- _Records for this task_:
____________________
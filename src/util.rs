//! Small utility helpers used across modules.

use std::collections::HashSet;

/// Very small and safe string templating.
/// Replaces occurrences of `{key}` in the template with provided values.
/// This is intentionally simple (no nested/conditional logic).
pub fn fill_template(tpl: &str, pairs: &[(&str, &str)]) -> String {
  let mut out = tpl.to_string();
  for (k, v) in pairs {
    let needle = format!("{{{}}}", k);
    out = out.replace(&needle, v);
  }
  out
}

/// Lowercased alphanumeric word set of a title or answer.
/// Punctuation and whitespace both act as separators.
pub fn word_set(s: &str) -> HashSet<String> {
  s.split(|c: char| !c.is_alphanumeric())
    .filter(|w| !w.is_empty())
    .map(|w| w.to_lowercase())
    .collect()
}

/// Trim + lowercase, used for case-insensitive comparisons.
pub fn normalize_answer(s: &str) -> String {
  s.trim().to_lowercase()
}

/// Log-safe truncation for large strings.
/// Avoids spamming logs with huge request/response payloads.
pub fn trunc_for_log(s: &str, max: usize) -> String {
  if s.len() <= max {
    return s.to_string();
  }
  let mut cut = max;
  while !s.is_char_boundary(cut) {
    cut -= 1;
  }
  format!("{}… ({} bytes total)", &s[..cut], s.len())
}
____________________
- _Work task_: Transcribe every entry exactly, omitting nothing.

- _Answer to the exercise_:
filename src/util.rs
//! Small utility helpers used across modules.

use std::collections::HashSet;

/// Very small and safe string templating.
/// Replaces occurrences of `{key}` in the template with provided values.
/// This is intentionally simple (no nested/conditional logic).
pub fn fill_template(tpl: &str, pairs: &[(&str, &str)]) -> String {
  let mut out = tpl.to_string();
  for (k, v) in pairs {
    let needle = format!("{{{}}}", k);
    out = out.replace(&needle, v);
  }
  out
}

/// Lowercased alphanumeric word set of a title or answer.
/// Punctuation and whitespace both act as separators.
pub fn word_set(s: &str) -> HashSet<String> {
  s.split(|c: char| !c.is_alphanumeric())
    .filter(|w| !w.is_empty())
    .map(|w| w.to_lowercase())
    .collect()
}

/// Trim + lowercase, used for case-insensitive comparisons.
pub fn normalize_answer(s: &str) -> String {
  s.trim().to_lowercase()
}

/// Log-safe truncation for large strings.
/// Avoids spamming logs with huge request/response payloads.
pub fn trunc_for_log(s: &str, max: usize) -> String {
  if s.len() <= max {
    return s.to_string();
  }
  let mut cut = max;
  while !s.is_char_boundary(cut) {
    cut -= 1;
  }
  format!("{}… ({} bytes total)", &s[..cut], s.len())
}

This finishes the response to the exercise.